The hyperbilirubinemia that occurred in three of the four patients with an acute phase reaction was mostly indirect and not associated with hemolysis (stable hemoglobin and hematocrit), transaminitis (stable ALT and AST), or cholestasis (stable alkaline phosphatase and γ-glutamyl transpeptidase). Liver biopsies did not reveal hepatocyte damage, except possibly in one patient, but early olipudase alfa-induced pathology may have resolved by day 14 when postinfusion tissue was obtained. In patients with NPD B, sphingomyelin accumulates in hepatocytes as well as in Kupffer cell macrophages.22 Increased intracellular ceramide concentrations generated by olipudase alfa might limit the availability of UDP-glucuronide for bilirubin conjugation by sequestering UDP as UDP-galactose and UDP-glucose for the conversion of ceramide to galactosylceramide and glucosylceramide, respectively. Direct effects of ceramide on lipid bilayers might also impair bilirubin uptake by organic anion transporters within the basolateral membrane and/or inhibit the activity of UDP-glucuronyltransferase within the endoplasmic reticulum of hepatocytes.19,23,24 In this regard, patient 11, who had a slightly elevated bilirubin concentration at baseline and developed severe hyperbilirubinemia after infusion, was found retrospectively to be homozygous for the common (TA)7 promoter mutation that causes Gilbert syndrome, an autosomal-recessive condition associated with ~30% of normal UDP-glucuronyltransferase activity.25 This patient experienced an increase in cortisol, indicative of a physiologic stress response, a known trigger for hyperbilirubinemia in patients with Gilbert syndrome. The two other patients with mild hyperbilirubinemia were heterozygous for sequence variants that may predispose to Gilbert syndrome. Gilbert syndrome is a common disorder that is found in up to 10% of the population.26 Indirect hyperbilirubinemia also has been reported as an ADR to the antiretroviral protease inhibitors atazanavir and indinavir.27 These drugs directly inhibit bilirubin UDP-glucuronyltransferase activity, making individuals with Gilbert syndrome more susceptible to developing hyperbilirubinemia and jaundice.

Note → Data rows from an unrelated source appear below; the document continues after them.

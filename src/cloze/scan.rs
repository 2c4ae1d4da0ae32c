use super::{CLOSE, ClozeSpan, SEPARATOR, match_opener, matches_at};

struct OpenSpan {
    open_start: usize,
    content_start: usize,
    ordinal: u32,
    hint_start: Option<usize>,
}

/// Finds every well-formed span in `text` in one pass. Spans come out in the
/// order they close, so nested spans precede the spans around them.
/// Openers that never close are dropped and closers with nothing open are
/// plain text.
pub fn scan(text: &str) -> Vec<ClozeSpan> {
    let chars: Vec<char> = text.chars().collect();
    scan_chars(&chars)
}

/// Like [`scan`], ordered by opening position.
pub fn scan_sorted(text: &str) -> Vec<ClozeSpan> {
    let mut spans = scan(text);
    spans.sort_by_key(|span| span.open_start);
    spans
}

pub(super) fn scan_chars(chars: &[char]) -> Vec<ClozeSpan> {
    let mut stack: Vec<OpenSpan> = Vec::new();
    let mut spans = Vec::new();
    let mut pos = 0;

    while pos < chars.len() {
        if let Some((len, ordinal)) = match_opener(chars, pos) {
            stack.push(OpenSpan {
                open_start: pos,
                content_start: pos + len,
                ordinal,
                hint_start: None,
            });
            pos += len;
            continue;
        }

        // Only the first separator of a span counts; later ones are content.
        if let Some(top) = stack.last_mut() {
            if top.hint_start.is_none() && matches_at(chars, pos, &SEPARATOR) {
                top.hint_start = Some(pos);
                pos += SEPARATOR.len();
                continue;
            }
        }

        if !stack.is_empty() && matches_at(chars, pos, &CLOSE) {
            if let Some(open) = stack.pop() {
                spans.push(ClozeSpan {
                    open_start: open.open_start,
                    content_start: open.content_start,
                    content_end: open.hint_start.unwrap_or(pos),
                    close_end: pos + CLOSE.len(),
                    ordinal: open.ordinal,
                });
            }
            pos += CLOSE.len();
            continue;
        }

        pos += 1;
    }

    if !stack.is_empty() {
        tracing::trace!(unclosed = stack.len(), "dropping unclosed cloze openers");
    }
    spans
}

This phase I study identified 0.6 mg/kg as the maximum tolerated starting dose of olipudase alfa in patients with NPD B. The results of this and previous preclinical studies support the use of a within-patient dose-escalation strategy, using low doses of olipudase alfa to gradually clear accumulated sphingomyelin before escalating to higher doses. Importantly, the study also identified potential biomarkers, including ceramide, bilirubin, hsCRP, and other acute phase reactants, that should prove useful for monitoring the safety of repeated olipudase alfa infusions in patients with ASMD.

Disclosure

The study was sponsored by Genzyme Corporation, which collaborated with the investigators on the study design, interpretation of results, preparation of the manuscript, and decision to submit the manuscript for publication. M.M.M. was the principal investigator for the study. M.P.W. has consulted for, and received research support from, Genzyme, a Sanofi company. B.L.T., S.R., and G.F.C. are employees of Genzyme, a Sanofi company. The other authors declare no conflict of interest.